[Stored items]
-.-.-

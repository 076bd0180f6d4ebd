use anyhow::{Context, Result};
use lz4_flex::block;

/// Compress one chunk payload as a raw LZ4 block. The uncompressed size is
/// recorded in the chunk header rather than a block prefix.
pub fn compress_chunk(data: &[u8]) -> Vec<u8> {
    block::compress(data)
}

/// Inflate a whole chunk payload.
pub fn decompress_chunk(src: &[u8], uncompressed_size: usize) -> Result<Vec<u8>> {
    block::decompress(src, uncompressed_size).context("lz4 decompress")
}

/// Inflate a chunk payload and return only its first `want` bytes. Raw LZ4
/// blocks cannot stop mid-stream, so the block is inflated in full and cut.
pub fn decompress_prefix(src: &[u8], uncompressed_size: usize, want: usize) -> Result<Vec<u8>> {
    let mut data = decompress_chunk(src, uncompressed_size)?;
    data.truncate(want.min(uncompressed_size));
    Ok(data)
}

-.-.-

In the records above, locate the line that contains "let mut data". Repeat it and every line after it, exactly, and nothing else.

    let mut data = decompress_chunk(src, uncompressed_size)?;
    data.truncate(want.min(uncompressed_size));
    Ok(data)
}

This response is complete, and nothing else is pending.